(EXERCISE MATERIALS Opens)

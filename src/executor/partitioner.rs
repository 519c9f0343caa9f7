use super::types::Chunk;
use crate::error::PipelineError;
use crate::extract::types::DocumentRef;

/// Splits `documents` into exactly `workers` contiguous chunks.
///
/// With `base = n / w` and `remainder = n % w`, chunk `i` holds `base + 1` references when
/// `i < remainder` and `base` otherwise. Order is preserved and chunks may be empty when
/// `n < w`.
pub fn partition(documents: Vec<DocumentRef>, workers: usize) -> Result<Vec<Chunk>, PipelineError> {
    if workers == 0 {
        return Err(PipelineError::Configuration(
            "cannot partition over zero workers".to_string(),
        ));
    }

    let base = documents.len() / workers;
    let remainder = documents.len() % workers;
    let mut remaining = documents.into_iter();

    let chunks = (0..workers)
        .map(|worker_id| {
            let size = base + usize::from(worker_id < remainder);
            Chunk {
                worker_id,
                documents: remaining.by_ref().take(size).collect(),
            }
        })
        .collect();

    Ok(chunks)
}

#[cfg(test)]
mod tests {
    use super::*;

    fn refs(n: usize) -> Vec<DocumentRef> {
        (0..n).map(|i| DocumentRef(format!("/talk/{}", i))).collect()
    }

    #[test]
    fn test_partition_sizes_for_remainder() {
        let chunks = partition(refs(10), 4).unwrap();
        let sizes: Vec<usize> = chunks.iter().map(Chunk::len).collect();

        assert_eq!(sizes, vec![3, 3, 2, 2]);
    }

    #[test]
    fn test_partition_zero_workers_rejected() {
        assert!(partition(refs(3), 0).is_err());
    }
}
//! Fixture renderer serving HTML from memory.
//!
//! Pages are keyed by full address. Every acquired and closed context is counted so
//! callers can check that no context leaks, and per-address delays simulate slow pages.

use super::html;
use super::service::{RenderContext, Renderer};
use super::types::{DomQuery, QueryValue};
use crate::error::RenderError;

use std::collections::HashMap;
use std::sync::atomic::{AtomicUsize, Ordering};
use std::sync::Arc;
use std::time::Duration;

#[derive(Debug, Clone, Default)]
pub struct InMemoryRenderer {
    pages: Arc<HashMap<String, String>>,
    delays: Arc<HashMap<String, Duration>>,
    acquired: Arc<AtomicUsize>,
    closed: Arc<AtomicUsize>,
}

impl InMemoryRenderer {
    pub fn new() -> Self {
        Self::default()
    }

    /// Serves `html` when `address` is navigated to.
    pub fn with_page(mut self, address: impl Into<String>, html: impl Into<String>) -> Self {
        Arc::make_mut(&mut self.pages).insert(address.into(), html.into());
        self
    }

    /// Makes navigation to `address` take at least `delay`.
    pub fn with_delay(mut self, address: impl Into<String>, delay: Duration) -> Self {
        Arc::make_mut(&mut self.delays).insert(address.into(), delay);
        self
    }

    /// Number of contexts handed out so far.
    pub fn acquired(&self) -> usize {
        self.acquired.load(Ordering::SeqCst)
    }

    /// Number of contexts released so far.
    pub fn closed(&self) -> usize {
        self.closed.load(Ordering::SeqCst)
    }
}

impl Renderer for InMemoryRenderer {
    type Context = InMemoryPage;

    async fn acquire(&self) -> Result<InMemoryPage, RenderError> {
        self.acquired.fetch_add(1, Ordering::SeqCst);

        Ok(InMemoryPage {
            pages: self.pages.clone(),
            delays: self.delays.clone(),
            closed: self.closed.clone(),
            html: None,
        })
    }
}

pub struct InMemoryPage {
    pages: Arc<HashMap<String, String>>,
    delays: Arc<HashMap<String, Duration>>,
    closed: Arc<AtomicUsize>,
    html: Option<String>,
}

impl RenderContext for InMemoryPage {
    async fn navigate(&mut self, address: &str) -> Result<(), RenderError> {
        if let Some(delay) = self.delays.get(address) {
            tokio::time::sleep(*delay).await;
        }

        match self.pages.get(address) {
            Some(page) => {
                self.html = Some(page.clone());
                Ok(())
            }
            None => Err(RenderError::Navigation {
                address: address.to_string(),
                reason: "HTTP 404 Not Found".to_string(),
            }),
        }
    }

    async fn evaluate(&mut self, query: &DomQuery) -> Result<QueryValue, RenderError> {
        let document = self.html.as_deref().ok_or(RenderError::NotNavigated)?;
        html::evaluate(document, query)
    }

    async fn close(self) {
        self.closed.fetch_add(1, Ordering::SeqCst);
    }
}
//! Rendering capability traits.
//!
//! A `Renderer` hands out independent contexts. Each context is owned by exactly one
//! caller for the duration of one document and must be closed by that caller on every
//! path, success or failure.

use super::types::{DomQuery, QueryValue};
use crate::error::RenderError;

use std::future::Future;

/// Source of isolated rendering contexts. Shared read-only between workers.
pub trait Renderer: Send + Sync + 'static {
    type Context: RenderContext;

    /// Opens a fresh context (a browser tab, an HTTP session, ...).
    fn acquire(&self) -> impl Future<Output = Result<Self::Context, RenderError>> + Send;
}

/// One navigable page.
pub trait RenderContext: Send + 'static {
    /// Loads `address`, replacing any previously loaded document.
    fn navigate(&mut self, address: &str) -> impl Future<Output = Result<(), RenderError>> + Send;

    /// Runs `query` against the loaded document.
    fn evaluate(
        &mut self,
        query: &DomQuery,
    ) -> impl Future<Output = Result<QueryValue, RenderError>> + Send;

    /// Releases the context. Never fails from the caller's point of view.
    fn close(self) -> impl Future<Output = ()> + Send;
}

(EXERCISE MATERIALS Closes)
(EXERCISE MATERIALS Opens)

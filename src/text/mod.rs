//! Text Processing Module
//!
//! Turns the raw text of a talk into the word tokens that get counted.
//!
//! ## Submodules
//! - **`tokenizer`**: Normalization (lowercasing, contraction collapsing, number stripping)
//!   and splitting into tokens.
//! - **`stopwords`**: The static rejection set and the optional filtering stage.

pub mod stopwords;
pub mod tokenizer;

(EXERCISE MATERIALS Closes)

Scan the data above, find each line with "async", and copy it.

[ANSWER SECTION]
    async fn acquire(&self) -> Result<InMemoryPage, RenderError> {
    async fn navigate(&mut self, address: &str) -> Result<(), RenderError> {
    async fn evaluate(&mut self, query: &DomQuery) -> Result<QueryValue, RenderError> {
    async fn close(self) {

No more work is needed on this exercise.